→ **EXERCISE OBJECTIVE**:
Lines from the line with "let target = match" to the line with "if !nums.iter().any(|n| *n" in the entries below, and only those, must be output exactly, with both ends included.

→ **GIVEN RECORDS**:
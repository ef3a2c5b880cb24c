//! Arithmetic and math functions (`spec.md` §4.5).

use gridcalc_common::ErrorCode;

use crate::builtins::support::{flatten_numbers, optional_number, round_half_away_from_zero, single_number};
use crate::evaluator::Scope;
use crate::registry::{EvalContext, FunctionEntry};
use crate::values::EvalValue;

type Entries = Vec<(&'static str, FunctionEntry)>;

pub fn entries() -> Entries {
    vec![
        ("SUM", FunctionEntry::Eager(sum)),
        ("AVERAGE", FunctionEntry::Eager(average)),
        ("MIN", FunctionEntry::Eager(min)),
        ("MAX", FunctionEntry::Eager(max)),
        ("ABS", FunctionEntry::Eager(abs)),
        ("ROUND", FunctionEntry::Eager(round)),
        ("ROUNDUP", FunctionEntry::Eager(roundup)),
        ("ROUNDDOWN", FunctionEntry::Eager(rounddown)),
        ("TRUNC", FunctionEntry::Eager(trunc)),
        ("INT", FunctionEntry::Eager(int_fn)),
        ("MOD", FunctionEntry::Eager(modulo)),
        ("POWER", FunctionEntry::Eager(power)),
        ("SQRT", FunctionEntry::Eager(sqrt)),
        ("SIGN", FunctionEntry::Eager(sign)),
        ("SIN", FunctionEntry::Eager(|v, _, _| unary_math(v, f64::sin))),
        ("COS", FunctionEntry::Eager(|v, _, _| unary_math(v, f64::cos))),
        ("TAN", FunctionEntry::Eager(|v, _, _| unary_math(v, f64::tan))),
        ("LN", FunctionEntry::Eager(ln)),
        ("LOG10", FunctionEntry::Eager(|v, _, _| unary_math_domain(v, |n| n > 0.0, f64::log10))),
        ("LOG", FunctionEntry::Eager(log)),
        ("EXP", FunctionEntry::Eager(|v, _, _| unary_math(v, f64::exp))),
        ("SMALL", FunctionEntry::Eager(small)),
        ("LARGE", FunctionEntry::Eager(large)),
        ("RANK", FunctionEntry::Eager(rank)),
    ]
}

fn sum(args: &[EvalValue], _: &dyn EvalContext, _: &Scope) -> EvalValue {
    EvalValue::number(flatten_numbers(args).into_iter().sum())
}

fn average(args: &[EvalValue], _: &dyn EvalContext, _: &Scope) -> EvalValue {
    let nums = flatten_numbers(args);
    if nums.is_empty() {
        // Open question frozen in DESIGN.md: AVERAGE() of no numerics -> #DIV/0!.
        return EvalValue::error(ErrorCode::Div);
    }
    EvalValue::number(nums.iter().sum::<f64>() / nums.len() as f64)
}

fn min(args: &[EvalValue], _: &dyn EvalContext, _: &Scope) -> EvalValue {
    let nums = flatten_numbers(args);
    match nums.iter().copied().fold(None, |acc: Option<f64>, n| Some(acc.map_or(n, |a| a.min(n)))) {
        Some(n) => EvalValue::number(n),
        None => EvalValue::number(0.0),
    }
}

fn max(args: &[EvalValue], _: &dyn EvalContext, _: &Scope) -> EvalValue {
    let nums = flatten_numbers(args);
    match nums.iter().copied().fold(None, |acc: Option<f64>, n| Some(acc.map_or(n, |a| a.max(n)))) {
        Some(n) => EvalValue::number(n),
        None => EvalValue::number(0.0),
    }
}

fn abs(args: &[EvalValue], _: &dyn EvalContext, _: &Scope) -> EvalValue {
    match single_number(args, 0) {
        Ok(n) => EvalValue::number(n.abs()),
        Err(e) => EvalValue::error(e),
    }
}

fn round(args: &[EvalValue], _: &dyn EvalContext, _: &Scope) -> EvalValue {
    with_number_and_digits(args, round_half_away_from_zero)
}

fn roundup(args: &[EvalValue], _: &dyn EvalContext, _: &Scope) -> EvalValue {
    with_number_and_digits(args, |n, d| {
        let factor = 10f64.powi(d);
        if n >= 0.0 { (n * factor).ceil() / factor } else { (n * factor).floor() / factor }
    })
}

fn rounddown(args: &[EvalValue], _: &dyn EvalContext, _: &Scope) -> EvalValue {
    with_number_and_digits(args, |n, d| {
        let factor = 10f64.powi(d);
        if n >= 0.0 { (n * factor).floor() / factor } else { (n * factor).ceil() / factor }
    })
}

fn trunc(args: &[EvalValue], ctx: &dyn EvalContext, scope: &Scope) -> EvalValue {
    rounddown(args, ctx, scope)
}

fn with_number_and_digits(args: &[EvalValue], f: impl Fn(f64, i32) -> f64) -> EvalValue {
    let n = match single_number(args, 0) {
        Ok(n) => n,
        Err(e) => return EvalValue::error(e),
    };
    let digits = match optional_number(args, 1, 0.0) {
        Ok(d) => d as i32,
        Err(e) => return EvalValue::error(e),
    };
    EvalValue::number(f(n, digits))
}

fn int_fn(args: &[EvalValue], _: &dyn EvalContext, _: &Scope) -> EvalValue {
    match single_number(args, 0) {
        Ok(n) => EvalValue::number(n.floor()),
        Err(e) => EvalValue::error(e),
    }
}

fn modulo(args: &[EvalValue], _: &dyn EvalContext, _: &Scope) -> EvalValue {
    let n = match single_number(args, 0) {
        Ok(n) => n,
        Err(e) => return EvalValue::error(e),
    };
    let d = match single_number(args, 1) {
        Ok(n) => n,
        Err(e) => return EvalValue::error(e),
    };
    if d == 0.0 {
        return EvalValue::error(ErrorCode::Div);
    }
    EvalValue::number(n - d * (n / d).floor())
}

fn power(args: &[EvalValue], _: &dyn EvalContext, _: &Scope) -> EvalValue {
    let base = match single_number(args, 0) {
        Ok(n) => n,
        Err(e) => return EvalValue::error(e),
    };
    let exp = match single_number(args, 1) {
        Ok(n) => n,
        Err(e) => return EvalValue::error(e),
    };
    let result = base.powf(exp);
    if result.is_nan() { EvalValue::error(ErrorCode::Num) } else { EvalValue::number(result) }
}

fn sqrt(args: &[EvalValue], _: &dyn EvalContext, _: &Scope) -> EvalValue {
    unary_math_domain(args, |n| n >= 0.0, f64::sqrt)
}

fn sign(args: &[EvalValue], _: &dyn EvalContext, _: &Scope) -> EvalValue {
    match single_number(args, 0) {
        Ok(n) if n > 0.0 => EvalValue::number(1.0),
        Ok(n) if n < 0.0 => EvalValue::number(-1.0),
        Ok(_) => EvalValue::number(0.0),
        Err(e) => EvalValue::error(e),
    }
}

fn ln(args: &[EvalValue], _: &dyn EvalContext, _: &Scope) -> EvalValue {
    unary_math_domain(args, |n| n > 0.0, f64::ln)
}

fn log(args: &[EvalValue], _: &dyn EvalContext, _: &Scope) -> EvalValue {
    let n = match single_number(args, 0) {
        Ok(n) => n,
        Err(e) => return EvalValue::error(e),
    };
    let base = match optional_number(args, 1, 10.0) {
        Ok(b) => b,
        Err(e) => return EvalValue::error(e),
    };
    if n <= 0.0 || base <= 0.0 || base == 1.0 {
        return EvalValue::error(ErrorCode::Num);
    }
    EvalValue::number(n.log(base))
}

fn unary_math(args: &[EvalValue], f: impl Fn(f64) -> f64) -> EvalValue {
    match single_number(args, 0) {
        Ok(n) => EvalValue::number(f(n)),
        Err(e) => EvalValue::error(e),
    }
}

fn unary_math_domain(args: &[EvalValue], domain: impl Fn(f64) -> bool, f: impl Fn(f64) -> f64) -> EvalValue {
    match single_number(args, 0) {
        Ok(n) if domain(n) => EvalValue::number(f(n)),
        Ok(_) => EvalValue::error(ErrorCode::Num),
        Err(e) => EvalValue::error(e),
    }
}

fn small(args: &[EvalValue], _: &dyn EvalContext, _: &Scope) -> EvalValue {
    nth_order_statistic(args, true)
}

fn large(args: &[EvalValue], _: &dyn EvalContext, _: &Scope) -> EvalValue {
    nth_order_statistic(args, false)
}

fn nth_order_statistic(args: &[EvalValue], ascending: bool) -> EvalValue {
    let mut nums = match args.first() {
        Some(v) => flatten_numbers(std::slice::from_ref(v)),
        None => return EvalValue::error(ErrorCode::Value),
    };
    let k = match single_number(args, 1) {
        Ok(n) => n as usize,
        Err(e) => return EvalValue::error(e),
    };
    if k == 0 || k > nums.len() {
        return EvalValue::error(ErrorCode::Num);
    }
    nums.sort_by(|a, b| a.partial_cmp(b).unwrap());
    if !ascending {
        nums.reverse();
    }
    EvalValue::number(nums[k - 1])
}

fn rank(args: &[EvalValue], _: &dyn EvalContext, _: &Scope) -> EvalValue {
    let target = match single_number(args, 0) {
        Ok(n) => n,
        Err(e) => return EvalValue::error(e),
    };
    let nums = match args.get(1) {
        Some(v) => flatten_numbers(std::slice::from_ref(v)),
        None => return EvalValue::error(ErrorCode::Value),
    };
    let ascending = matches!(optional_number(args, 2, 0.0), Ok(n) if n != 0.0);
    if !nums.iter().any(|n| *n == target) {
        return EvalValue::error(ErrorCode::Na);
    }
    let rank = if ascending {
        1 + nums.iter().filter(|&&n| n < target).count()
    } else {
        1 + nums.iter().filter(|&&n| n > target).count()
    };
    EvalValue::number(rank as f64)
}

→ **FINISHED TASK**:
    let target = match single_number(args, 0) {
        Ok(n) => n,
        Err(e) => return EvalValue::error(e),
    };
    let nums = match args.get(1) {
        Some(v) => flatten_numbers(std::slice::from_ref(v)),
        None => return EvalValue::error(ErrorCode::Value),
    };
    let ascending = matches!(optional_number(args, 2, 0.0), Ok(n) if n != 0.0);
    if !nums.iter().any(|n| *n == target) {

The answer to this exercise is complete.